Per dimostrare la compatibilità tra la carica di amministratore e lo status di lavoratore dipendente della medesima società è altresì necessario accertare il concreto svolgimento di attività con i caratteri tipici della subordinazione estranee alle funzioni gestorie proprie della carica sociale.

In particolare, va dimostrato in modo certo, nonostante la carica sociale ricoperta, il vincolo di subordinazione che caratterizza il rapporto di lavoro dipendente.

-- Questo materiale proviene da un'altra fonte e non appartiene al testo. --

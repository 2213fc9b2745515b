//! Little-endian primitive reads and writes over `std::io` streams.

use std::io::{Read, Write};

use super::{check_len, WireError, WireResult};

macro_rules! primitive_io {
    ($read:ident, $write:ident, $ty:ty) => {
        /// Read a little-endian value from the stream.
        pub fn $read(r: &mut dyn Read) -> WireResult<$ty> {
            let mut buf = [0u8; std::mem::size_of::<$ty>()];
            r.read_exact(&mut buf)?;
            Ok(<$ty>::from_le_bytes(buf))
        }

        /// Write a little-endian value to the stream.
        pub fn $write(w: &mut dyn Write, value: $ty) -> WireResult<()> {
            w.write_all(&value.to_le_bytes())?;
            Ok(())
        }
    };
}

primitive_io!(read_u16, write_u16, u16);
primitive_io!(read_u32, write_u32, u32);
primitive_io!(read_i32, write_i32, i32);
primitive_io!(read_f32, write_f32, f32);
primitive_io!(read_f64, write_f64, f64);

/// Read a single-byte boolean. Any nonzero byte is true.
pub fn read_bool(r: &mut dyn Read) -> WireResult<bool> {
    let mut buf = [0u8; 1];
    r.read_exact(&mut buf)?;
    Ok(buf[0] != 0)
}

/// Write a single-byte boolean.
pub fn write_bool(w: &mut dyn Write, value: bool) -> WireResult<()> {
    w.write_all(&[u8::from(value)])?;
    Ok(())
}

/// Read a length-prefixed string: u16 byte length, then UTF-8 bytes.
pub fn read_string(r: &mut dyn Read) -> WireResult<String> {
    let len = read_u16(r)? as usize;
    let mut buf = vec![0u8; len];
    r.read_exact(&mut buf)?;
    String::from_utf8(buf).map_err(|_| WireError::BadString)
}

/// Write a length-prefixed string.
///
/// Strings longer than `u16::MAX` bytes are rejected rather than truncated.
pub fn write_string(w: &mut dyn Write, value: &str) -> WireResult<()> {
    let len = u32::try_from(value.len()).unwrap_or(u32::MAX);
    if len > u16::MAX as u32 {
        return Err(WireError::BadLength {
            kind: "string",
            len,
        });
    }
    write_u16(w, len as u16)?;
    w.write_all(value.as_bytes())?;
    Ok(())
}

/// Read a u32 element count and sanity-check it.
pub fn read_count(r: &mut dyn Read, kind: &'static str) -> WireResult<usize> {
    let len = read_u32(r)?;
    check_len(kind, len)
}
/// Sparse attach indices grow the list; duplicate indices replace.
#[test]
fn test_condition_attach_by_index() {
    use scene_logic::AttachConditionMsg;

    let mut modifier = LogicModifier::new(MODIFIER);
    let mut bus = RecordingBus::new();
    let env = NetEnv::default();
    let mut ctx = LogicCtx::new(&mut bus, &env);

    let attach = |index: usize, detector: u32| {
        Message::AttachCondition(AttachConditionMsg {
            index,
            conditional: Conditional::Activator(ActivatorConditional::new([ObjectKey(detector)])),
        })
    };

    modifier.msg_receive(&attach(2, 100), &mut ctx);
    assert_eq!(modifier.condition_count(), 1);

    modifier.msg_receive(&attach(0, 200), &mut ctx);
    assert_eq!(modifier.condition_count(), 2);

    // Replacing slot 2.
    modifier.msg_receive(&attach(2, 300), &mut ctx);
    assert_eq!(modifier.condition_count(), 2);

    let conditionals: Vec<_> = modifier.conditions().collect();
    match conditionals[1] {
        Conditional::Activator(c) => assert_eq!(c.activators.as_slice(), &[ObjectKey(300)]),
        other => panic!("unexpected conditional {:?}", other),
    }
    // Every attached conditional knows its owner.
    for cond in modifier.conditions() {
        assert_eq!(cond.core().owner, Some(MODIFIER));
    }
}

/// The probe path flips the cursor hint and consumes the message.
#[test]
fn test_fakeout_probe_sets_cursor() {
    use scene_logic::{CursorHint, FakeOutMsg};

    let mut modifier = LogicModifier::new(MODIFIER);
    let mut region = ObjectInBoxConditional::new();
    region.occupants.push(AVATAR);
    modifier.add_condition(Conditional::ObjectInBox(region));

    let mut bus = RecordingBus::new();
    let mut env = NetEnv::default();
    env.local_player = Some(AVATAR);

    let mut ctx = LogicCtx::new(&mut bus, &env);
    assert!(modifier.msg_receive(&Message::FakeOut(FakeOutMsg), &mut ctx));
    assert_eq!(modifier.cursor(), CursorHint::Open);

    // Empty the region; the probe goes cold.
    let mut cold = LogicModifier::new(MODIFIER);
    cold.add_condition(Conditional::ObjectInBox(ObjectInBoxConditional::new()));
    assert!(cold.msg_receive(&Message::FakeOut(FakeOutMsg), &mut ctx));
    assert_eq!(cold.cursor(), CursorHint::Inactive);
}

/// Command-list messages ride out with every trigger.
#[test]
fn test_commands_fire_with_trigger() {
    let mut modifier = clickable_modifier();
    modifier
        .base
        .add_command(Message::Enable(EnableMsg { enable: false }));

    let mut bus = RecordingBus::new();
    let env = NetEnv {
        local_triggers: true,
        ..NetEnv::default()
    };

    let mut ctx = LogicCtx::new(&mut bus, &env);
    modifier.msg_receive(&pick(ActivatorKind::PickedTrigger), &mut ctx);

    drop(ctx);
    assert!(bus
        .sent
        .iter()
        .any(|m| matches!(m, Message::Enable(e) if !e.enable)));
    assert_eq!(bus.notifies().len(), 1);
}
//! Event records and the notification envelope.

mod data;
mod notify;

pub use data::{EventData, EventType, VariableValue};
pub use notify::{bcast, NotifyMsg, NotifyType};
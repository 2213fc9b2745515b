//! Typed event records.
//!
//! An [`EventData`] is one "something happened" fact: a collision, a pick, a
//! facing check, a responder state change. Records are aggregated into a
//! [`NotifyMsg`](super::NotifyMsg) and fanned out to receivers; scripting on
//! the far side pattern-matches on the record kind.
//!
//! ## Wire tags
//!
//! Every kind has a fixed discriminant (1..=16) that is part of the replicated
//! protocol and must never be renumbered. [`EventType::NONE`] is the exclusive
//! upper bound used for defensive tag checks.
//!
//! ## Single-slot vs repeatable
//!
//! Most kinds are *single-slot*: within one notify message only the latest
//! record of that kind matters, so inserting a second one replaces the first.
//! Variable, MultiStage, Spawned, and Coop records are *repeatable* and
//! accumulate in insertion order.

use std::io::{Read, Write};

use serde::{Deserialize, Serialize};

use crate::core::{KeyContext, ObjectKey};
use crate::wire::{
    read_bool, read_f32, read_i32, read_string, read_u16, read_u32, write_bool, write_f32,
    write_i32, write_string, write_u16, write_u32, BitVector, WireResult,
};

/// Discriminant of an event record kind.
#[derive(Clone, Copy, Debug, PartialEq, Eq, Hash, Serialize, Deserialize)]
pub enum EventType {
    Collision,
    Picked,
    ControlKey,
    Variable,
    Facing,
    Contained,
    Activate,
    Callback,
    ResponderState,
    MultiStage,
    Spawned,
    ClickDrag,
    Coop,
    OfferLinkingBook,
    Book,
    ClimbingBlockerHit,
}

impl EventType {
    /// Exclusive upper bound of the valid tag range.
    pub const NONE: i32 = 17;

    /// Wire discriminant for this kind.
    #[must_use]
    pub const fn tag(self) -> i32 {
        match self {
            Self::Collision => 1,
            Self::Picked => 2,
            Self::ControlKey => 3,
            Self::Variable => 4,
            Self::Facing => 5,
            Self::Contained => 6,
            Self::Activate => 7,
            Self::Callback => 8,
            Self::ResponderState => 9,
            Self::MultiStage => 10,
            Self::Spawned => 11,
            Self::ClickDrag => 12,
            Self::Coop => 13,
            Self::OfferLinkingBook => 14,
            Self::Book => 15,
            Self::ClimbingBlockerHit => 16,
        }
    }

    /// Decode a wire discriminant. Out-of-range tags yield `None`.
    #[must_use]
    pub const fn from_tag(tag: i32) -> Option<Self> {
        match tag {
            1 => Some(Self::Collision),
            2 => Some(Self::Picked),
            3 => Some(Self::ControlKey),
            4 => Some(Self::Variable),
            5 => Some(Self::Facing),
            6 => Some(Self::Contained),
            7 => Some(Self::Activate),
            8 => Some(Self::Callback),
            9 => Some(Self::ResponderState),
            10 => Some(Self::MultiStage),
            11 => Some(Self::Spawned),
            12 => Some(Self::ClickDrag),
            13 => Some(Self::Coop),
            14 => Some(Self::OfferLinkingBook),
            15 => Some(Self::Book),
            16 => Some(Self::ClimbingBlockerHit),
            _ => None,
        }
    }

    /// Does a new record of this kind replace an existing one?
    #[must_use]
    pub const fn is_single_slot(self) -> bool {
        !matches!(
            self,
            Self::Variable | Self::MultiStage | Self::Spawned | Self::Coop
        )
    }
}

/// Payload of a Variable record.
///
/// The wire form always carries a number slot and a key slot; the data-type
/// tag says which one is meaningful. `Null` variables are name-only markers.
#[derive(Clone, Copy, Debug, PartialEq, Serialize, Deserialize)]
pub enum VariableValue {
    Float(f32),
    Key,
    Int(i32),
    Null,
}

impl VariableValue {
    /// Wire discriminant for the data type.
    #[must_use]
    pub const fn tag(self) -> i32 {
        match self {
            Self::Float(_) => 1,
            Self::Key => 2,
            Self::Int(_) => 3,
            Self::Null => 4,
        }
    }
}

/// One typed event record.
///
/// Key fields are optional because a record can legitimately reference an
/// object the local client has not loaded; the wire format writes absent keys
/// as such.
#[derive(Clone, Debug, PartialEq, Serialize, Deserialize)]
pub enum EventData {
    /// Physical overlap started or ended. `hitter` is the moving object.
    Collision {
        enter: bool,
        hitter: Option<ObjectKey>,
        hittee: Option<ObjectKey>,
    },

    /// Object picked (clicked) or unpicked.
    Picked {
        picker: Option<ObjectKey>,
        picked: Option<ObjectKey>,
        enabled: bool,
        hit_point: [f32; 3],
    },

    /// Bound control key went down or up.
    ControlKey { control_key: i32, down: bool },

    /// Named variable for script consumers.
    Variable {
        name: String,
        value: VariableValue,
        key: Option<ObjectKey>,
    },

    /// Facing-angle check result. `dot` is the achieved dot product.
    Facing {
        facer: Option<ObjectKey>,
        facee: Option<ObjectKey>,
        dot: f32,
        enabled: bool,
    },

    /// Object entered or left a containment volume.
    Contained {
        contained: Option<ObjectKey>,
        container: Option<ObjectKey>,
        entering: bool,
    },

    /// Bare trigger/untrigger state. `active` is always written true by the
    /// runtime; only `activate` carries information.
    Activate { active: bool, activate: bool },

    /// Animation/sound callback fired, by callback event code.
    Callback { event: i32 },

    /// State a responder should switch to before running.
    ResponderState { state: i32 },

    /// Multistage behavior progressed.
    MultiStage {
        stage: i32,
        event: i32,
        avatar: Option<ObjectKey>,
    },

    /// An avatar was spawned.
    Spawned {
        spawner: Option<ObjectKey>,
        spawnee: Option<ObjectKey>,
    },

    /// Click-draggable moved; `anim_pos` is 0.0..=1.0 through the animation.
    ClickDrag {
        picker: Option<ObjectKey>,
        picked: Option<ObjectKey>,
        anim_pos: f32,
    },

    /// Cooperative multi-avatar behavior bookkeeping.
    Coop { id: u32, serial: u16 },

    /// Linking book offered to another player. Networked only.
    OfferLinkingBook {
        offerer: Option<ObjectKey>,
        target_age: i32,
        offeree: i32,
    },

    /// In-book UI event (page flip, image link).
    Book { event: u32, link_id: u32 },

    /// Climbing avatar hit a blocker.
    ClimbingBlockerHit { blocker: Option<ObjectKey> },
}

Tale vincolo è caratterizzato dall’assoggettamento del lavoratore al potere direttivo / di controllo / disciplinare dell’organo di amministrazione della società.

L’onere di provare il vincolo di subordinazione, come stabilito dalla Corte di Cassazione grava sul soggetto che intende far valere il rapporto di lavoro subordinato e a tal fine è possibile fare riferimento alla sentenza 3.4.2019, n. 9273.

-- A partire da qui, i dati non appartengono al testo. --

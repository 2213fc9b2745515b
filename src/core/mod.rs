//! Core types: object identity, key resolution, and the session environment.
//!
//! Everything here is engine-agnostic plumbing the rest of the crate builds
//! on; the collaborating systems (resource manager, transform system) plug in
//! through the traits defined in these modules.

pub mod context;
pub mod key;

pub use context::{NetEnv, SceneQuery, VolumeSensorPolicy};
pub use key::{KeyContext, ObjectKey, RawKeys};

Nel Messaggio, l’INPS precisa che, ai fini dell’accertamento del rapporto di lavoro subordinato, rilevano altresì i seguenti elementi:

  • periodicità / predeterminazione della retribuzione;
  • osservanza di un orario contrattuale di lavoro;
  • inquadramento in una specifica organizzazione aziendale;
  • assenza di organizzazione imprenditoriale;
  • assenza di rischio in capo al lavoratore;
  • distinzione tra retribuzione e proventi societari.

Tale elenco non è da considerarsi esaustivo, in quanto il vincolo di subordinazione lavorativa può avere molteplici caratteristiche in relazione alla natura / svolgimento delle mansioni.

Pertanto, con particolare riferimento al “lavoro dirigenziale”, l’Istituto evidenzia l’importanza dell’utilizzo anche di criteri complementari, tra cui:

  • assunzione con qualifica di dirigente;
  • conferimento, da parte dell’organo amministrativo nel suo complesso, della carica di direttore generale;
  • cessazione del rapporto mediante licenziamento;
  • coordinamento / assoggettamento alle direttive del datore di lavoro, anche se in forma lieve.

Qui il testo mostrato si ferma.